More & More, of Harlan, Larson & Larson, Harlan, and Morrison, Foerster, Holloway, Clinton & Clark, San Francisco, Cal., for appellee.
This suit in equity involves the construction, interpretation and application of Chapter 250, Laws of the 58th General Assembly, known as Chapter 326 of the 1962 Code of Iowa. Consolidated Freightways, a corporation, appellee, is an interstate motor carrier which operates its trucks on Iowa highways in the course of its business as a common carrier. Defendant-appellants are the members of the Iowa Reciprocity Board. Suit was brought to enjoin a threatened cancellation of appellee's right to operate its motor trucks in Iowa, to construe the provisions of Chapter 326 of the Code relating to licensing and taxing of interstate motor carriers operating in Iowa, and to recover alleged overpayments of license fees for the years 1961 and 1962. Pursuant to a hearing, a temporary injunction was granted and defendants then counterclaimed for additional license fees.
Upon joinder of issues plaintiff moved for a determination of questions of law under Rule 105, Rules of Civil Procedure, and subsequently filed a motion for judgment on the pleadings. After due hearings, the trial court entered judgment against defendants and dismissed their counterclaim. They appeal. We affirm the decision.

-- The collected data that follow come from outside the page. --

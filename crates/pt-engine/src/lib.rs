//! Playback engine for the ptplay ProTracker player.
//!
//! Turns a [`pt_ir::Module`] into 16-bit stereo: a sequencer walks the
//! order list row by row, each channel resamples its instrument at the
//! current period, and the channels are mixed with hard Amiga panning.
//!
//! Designed to be `no_std` compatible with the `alloc` crate.

#![cfg_attr(not(feature = "std"), no_std)]

extern crate alloc;

mod channel;
mod config;
mod frame;
mod generator;
pub mod period;
mod resampler;
mod sequencer;
mod tempo;
mod vibrato;

pub use channel::{sample_with_volume, ChannelAudioGenerator, MAX_VOLUME, PCM8_FULL_SCALE};
pub use config::{PlaybackConfig, DEFAULT_SAMPLE_RATE};
pub use frame::Frame;
pub use generator::AudioGenerator;
pub use resampler::{Resampler, SampleView};
pub use sequencer::{Advance, Arrangement, RowRef, SongCursor, SongPosition};
pub use tempo::{Tempo, DEFAULT_BPM, DEFAULT_TICKS_PER_ROW, ROWS_PER_BEAT};
pub use vibrato::{Vibrato, SINE_TABLE};
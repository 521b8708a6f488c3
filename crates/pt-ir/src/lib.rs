//! Module data model for the ptplay ProTracker engine.
//!
//! A loader fills these types from a module file; the playback engine
//! borrows them read-only.
//!
//! Designed to be `no_std` compatible with the `alloc` crate.

#![cfg_attr(not(feature = "std"), no_std)]

extern crate alloc;

mod effects;
mod instrument;
mod module;
mod pattern;

pub use effects::{Effect, EffectType, MAX_BREAK_ROW, MAX_JUMP_POSITION, SPEED_TEMPO_THRESHOLD};
pub use instrument::Instrument;
pub use module::{Module, ModuleError, MAX_ORDER_POSITIONS};
pub use pattern::{Channel, Panning, Pattern, Row, ROWS_PER_PATTERN};
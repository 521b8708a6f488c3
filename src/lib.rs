//! ptplay: a ProTracker module playback engine.
//!
//! Build a [`Module`] (from a loader or by hand), hand it to an
//! [`AudioGenerator`] and pull interleaved 16-bit stereo from it:
//!
//! ```
//! use ptplay::{AudioGenerator, Instrument, Module, Pattern, PlaybackConfig, Row};
//!
//! let mut module = Module::new("demo").with_order(&[0]);
//! module.instruments.push(Instrument::from_pcm8("blip", &[0, 64, 127, 64, 0, -64, -127, -64]));
//! let mut pattern = Pattern::new(4);
//! *pattern.row_mut(0, 0) = Row::new(1, 428);
//! module.patterns.push(pattern);
//!
//! let mut generator = AudioGenerator::new(&module, PlaybackConfig::default())?;
//! let block = generator.generate_next_samples(0);
//! assert_eq!(block.len(), 2 * generator.samples_per_tick() as usize);
//! # Ok::<(), ptplay::ModuleError>(())
//! ```

pub use pt_engine as engine;
pub use pt_ir as ir;

pub use pt_engine::{AudioGenerator, Frame, PlaybackConfig, SongPosition, Tempo};
pub use pt_ir::{Effect, EffectType, Instrument, Module, ModuleError, Panning, Pattern, Row};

Chapter 326, Code of Iowa, 1962, established what is known as the Iowa reciprocity board, and provides that it shall have authority to make reciprocity agreements with other states or responsible authorities whereby nonresidents may be exempt from paying the usual registration fees to this state when using Iowa highways. It further provides that such agreements may provide 'with respect to resident or nonresident owners of fleets of two or more (commercial) vehicles which are engaged in interstate commerce, * * * that the registrations of such fleets can be apportioned between this state and other states in which such fleets operate.'
The formula to be used by the board is set out in section 326.2 as follows: 'The percentage of miles such fleets operate in this state as related to the total miles such fleets operate in all states, shall be used by the reciprocity board to determine the amount of registration computed on a dollar basis.' Then follows the time period for computing these respective mileages, and this sentence: 'The apportioned registration fee computed on a dollar basis is equal to the amount obtained by applying the proportion of in-state fleet miles to total fleet miles to the fees which would otherwise be required for total fleet registration in this state and shall mean a percentage of the annual fee on each vehicle of an apportioned fleet, plus the amount of the fees due as hereinafter provided for the issuance of plates, stickers, or other identification for all the vehicles registered in accordance with this chapter.'
It is further provided that 'When a nonresident fleet owner has registered his vehicles on an apportionment basis, his vehicles shall be considered fully registered insofar as interstate commerce is concerned.'
In section 326.3 the fleet owner is required to submit under oath information necessary for the board's consideration of his application, and from which it may compute apportionment. It is then stated: 'If the fees for such apportioned registration are not paid to each contracting state, * * * entitled thereto within a reasonable time as shall be determined by the board, the board shall redetermine fees due this state; and, if the additional fees due this state are not paid by the owner within twenty (20) days after the mailing to him of a notice by certified mail of the additional fees due, the registration in this state shall be canceled; and, in addition, the additional fees due for registration in this state shall be a debt due to the state of Iowa.'
The primary dispute gravitates around the plaintiff's contention that the language of the statute is clear and the formula fixed for computing fees mandatory and complete, and the defendants' contention that there is ambiguity in the reciprocity statute and that it 'provides for a determination of truck license fees by a formula that results in the equivalent of one full fee being divided among those states that have agreed to prorate fees.'
The principal issues before the court when adjudicating law points (R.C.P. 105) were, (1) whether the formula for determining registration, stated in section 326.2 as the percentage of miles such fleets operate in this state as related to the total miles such fleets operate in all states, is based upon miles operated in all states or miles traveled in only those states with which Iowa has an opportioning agreement; and (2) whether section 326.3 authorizes a redetermination of fees due Iowa, when all license fees, taxes, or other assessments due each other contracting state entitled thereto are paid in full.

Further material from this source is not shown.